The only options here are unbearably awful and unspeakably awful. There’s no happy outcome. The United States remains the only country in the world with anything like the military power to change this situation in a meaningful way, and nothing but military power will affect it, and the US isn’t going to use it. Our economy is in the tank, we’re tied down around the world, we’re hamstrung by Russia and Iran. We’re done with this region; we’re not even interested.
We will be blamed for not intervening, just as we were blamed for intervening in Iran and Iraq, and everyone will forget that both intervening and not intervening are moral choices; and the US was never presented — ever — with a choice between supporting good and supporting evil in this part of the world, just between supporting evil and supporting slightly-less-evil. In a choice between supporting evil and supporting slightly less-evil, slightly-less-evil equals good. That’s the real world.
… So, yeah, they’re Islamists, not the shy flower of the Scottish Enlightenment, but they seem to have some interest in democracy, and they talk about the Turkish model, which I’m sure they don’t understand, but which, if it means to them, “Islamic and democratic,” is probably a good thing. Maybe if you could get enough UN peacekeepers in there fast enough after Assad falls, you could prevent some of the slaughter of the minorities that would otherwise ensue. Maybe you could get a functional state up-and-running fast enough that Syria doesn’t become the Somalia of the Levant, maybe not.

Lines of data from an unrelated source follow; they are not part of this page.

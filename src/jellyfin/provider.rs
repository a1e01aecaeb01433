use crate::config::JellyfinConfig;
use crate::models::LibraryItem;
use crate::providers::traits::LibraryProvider;
use anyhow::{anyhow, Result};
use async_trait::async_trait;
use reqwest::header::{HeaderMap, HeaderValue, AUTHORIZATION};
use reqwest::Client;

use super::models::*;

/// Fields requested for the working library snapshot; everything the
/// matcher and scorers need, nothing more.
const LIBRARY_FIELDS: &str =
    "Genres,CommunityRating,ProductionYear,UserData,Path,PremiereDate,DateCreated";
const WATCHED_FIELDS: &str = "Genres,DatePlayed,UserData";

/// The snapshot is capped; a library bigger than this only contributes its
/// most recently added titles to discovery.
const LIBRARY_FETCH_LIMIT: u32 = 1000;
const WATCHED_FETCH_LIMIT: u32 = 200;

pub struct JellyfinProvider {
    client: Client,
    pub server_url: String,
    user_id: String,
    access_token: String,
    device_id: String,
    initialized: bool,
}

impl JellyfinProvider {
    pub fn new(server_url: String) -> Self {
        Self {
            client: Client::new(),
            server_url,
            user_id: String::new(),
            access_token: String::new(),
            device_id: uuid::Uuid::new_v4().to_string(),
            initialized: false,
        }
    }

    pub fn with_config(server_url: String, user_id: String, access_token: String) -> Self {
        Self {
            client: Client::new(),
            server_url,
            user_id,
            access_token,
            device_id: uuid::Uuid::new_v4().to_string(),
            initialized: true,
        }
    }

    pub fn from_config(config: &JellyfinConfig) -> Self {
        match (&config.user_id, &config.access_token) {
            (Some(user_id), Some(token)) => Self::with_config(
                config.server_url.clone(),
                user_id.clone(),
                token.clone(),
            ),
            _ => Self::new(config.server_url.clone()),
        }
    }

    /// MediaBrowser authorization scheme; the token part is absent until a
    /// session exists (the login call itself goes out without one).
    fn media_browser_header(&self, token: Option<&str>) -> String {
        let mut header = format!(
            "MediaBrowser Client=\"Marquee\", Device=\"Desktop\", DeviceId=\"{}\", Version=\"0.1.0\"",
            self.device_id
        );
        if let Some(token) = token {
            header.push_str(&format!(", Token=\"{}\"", token));
        }
        header
    }

    fn headers(&self) -> HeaderMap {
        let mut headers = HeaderMap::new();
        headers.insert(
            AUTHORIZATION,
            HeaderValue::from_str(&self.media_browser_header(Some(&self.access_token))).unwrap(),
        );
        headers
    }

    fn image_url(&self, item_id: &str, max_width: u32) -> String {
        let base = self.server_url.trim_end_matches('/');
        format!(
            "{}/Items/{}/Images/Primary?maxWidth={}",
            base, item_id, max_width
        )
    }

    /// Exchange a username/password for a session, storing the returned
    /// user id and access token for subsequent item queries.
    pub async fn authenticate(&mut self, username: &str, password: &str) -> Result<()> {
        let base = self.server_url.trim_end_matches('/');
        let url = format!("{}/Users/AuthenticateByName", base);

        let body = serde_json::json!({
            "Username": username,
            "Pw": password
        });

        let resp: AuthenticationResult = self
            .client
            .post(&url)
            .header(AUTHORIZATION, self.media_browser_header(None))
            .json(&body)
            .send()
            .await?
            .json()
            .await?;

        self.user_id = resp.user.id;
        self.access_token = resp.access_token;
        self.initialized = true;

        log::info!(
            "Jellyfin authentication successful for user: {}",
            resp.user.name
        );
        Ok(())
    }

    async fn fetch_items(&self, url: &str) -> Result<Vec<LibraryItem>> {
        if !self.initialized {
            return Err(anyhow!("Jellyfin provider not initialized"));
        }

        let resp: ItemsResult = self
            .client
            .get(url)
            .headers(self.headers())
            .send()
            .await?
            .json()
            .await?;

        Ok(resp
            .items
            .into_iter()
            .filter_map(|dto| {
                let cover = Some(self.image_url(&dto.id, 640));
                dto.into_library_item(cover)
            })
            .collect())
    }
}

#[async_trait]
impl LibraryProvider for JellyfinProvider {
    fn id(&self) -> &str {
        "jellyfin"
    }

    async fn recent_items(&self, user_id: &str) -> Result<Vec<LibraryItem>> {
        let base = self.server_url.trim_end_matches('/');
        let url = format!(
            "{}/Items?Recursive=true&IncludeItemTypes=Movie,Series&Limit={}&Fields={}&SortBy=DateCreated&SortOrder=Descending&EnableTotalRecordCount=false&UserId={}",
            base,
            LIBRARY_FETCH_LIMIT,
            LIBRARY_FIELDS,
            urlencoding::encode(user_id)
        );
        self.fetch_items(&url).await
    }

    async fn watched_items(&self, user_id: &str) -> Result<Vec<LibraryItem>> {
        let base = self.server_url.trim_end_matches('/');
        let url = format!(
            "{}/Items?Recursive=true&IncludeItemTypes=Movie,Series&Filters=IsPlayed&Limit={}&Fields={}&SortBy=DatePlayed&SortOrder=Descending&EnableTotalRecordCount=false&UserId={}",
            base,
            WATCHED_FETCH_LIMIT,
            WATCHED_FIELDS,
            urlencoding::encode(user_id)
        );
        self.fetch_items(&url).await
    }
}
//! Home-screen section builders.
//!
//! Produces the two discovery sections:
//! - "New & Popular": remote candidates matched into the library, merged
//!   with recency- and rating-derived local lists.
//! - "Top picks": unplayed items scored against a genre taste profile
//!   built from watch history.
//!
//! Both builders are non-critical to the page: internal failures are
//! logged and surface as empty lists, never as errors.

use crate::discovery::errors::DiscoveryError;
use crate::discovery::matching::match_candidates;
use crate::discovery::timeout::with_fallback;
use crate::models::{CandidateSet, LibraryItem};
use crate::providers::traits::{CandidateProvider, LibraryProvider};
use chrono::{DateTime, Months, Utc};
use serde::Serialize;
use std::cmp::Reverse;
use std::collections::{HashMap, HashSet};
use std::sync::Arc;
use std::time::Duration;

/// Maximum items per rendered section.
const SECTION_LIMIT: usize = 24;

/// Candidates requested per category; generous because most won't match
/// anything in the library.
const CANDIDATE_FETCH_LIMIT: usize = 80;

/// How long "New & Popular" waits for the remote candidate fetch before
/// proceeding with local data only.
const REMOTE_WAIT_BUDGET: Duration = Duration::from_millis(1800);

/// A library item ready to render as a home-screen card.
#[derive(Debug, Clone, Serialize)]
pub struct HomeItem {
    pub item: LibraryItem,
    /// Marks items sourced from the recency-driven sub-lists; the UI shows
    /// a "new" badge for these.
    pub is_new: bool,
}

/// Builds the discovery sections from a library provider and a remote
/// candidate provider.
///
/// Created once and shared; holds no per-request state of its own.
pub struct DiscoveryEngine {
    library: Arc<dyn LibraryProvider>,
    candidates: Arc<dyn CandidateProvider>,
    remote_budget: Duration,
}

The risk right now to Syria’s neighbors, if it tries to help, is extreme: Assad holds the PKK card, it has huge stockpiles of chemical and biological weapons. The regime is going bankrupt, at the very least there will be floods of refuges if this continues, Turkey certainly can’t absorb them. The Russians would be perfectly happy for every man, woman and child in Syria to be tortured and killed so long as nothing gets between it and its warm water base at Tartus. The French and the British will make very stern noises, but what are they going to do. UN? Useless. Arab League? Useless. GCC? Useless.
Meanwhile, those kids are dying. I’ve met some of them, Ilhan has met many more, and they’re kids who have been pushed into radicalism because they’re going to be killed tomorrow, so you better well hope there’s a better life on the other side. It’s that simple, really. …
And so here we are, on September 23, 2015. Please feel free to ask me any question you have about the refugee crisis — how it began, how Europe is reacting to it, what conservatives should think about it, and what might happen next.
Sadly, I know a lot about it.
And I know that for reasons I’ll never understand — as long as I’m alive — people are surprised by it.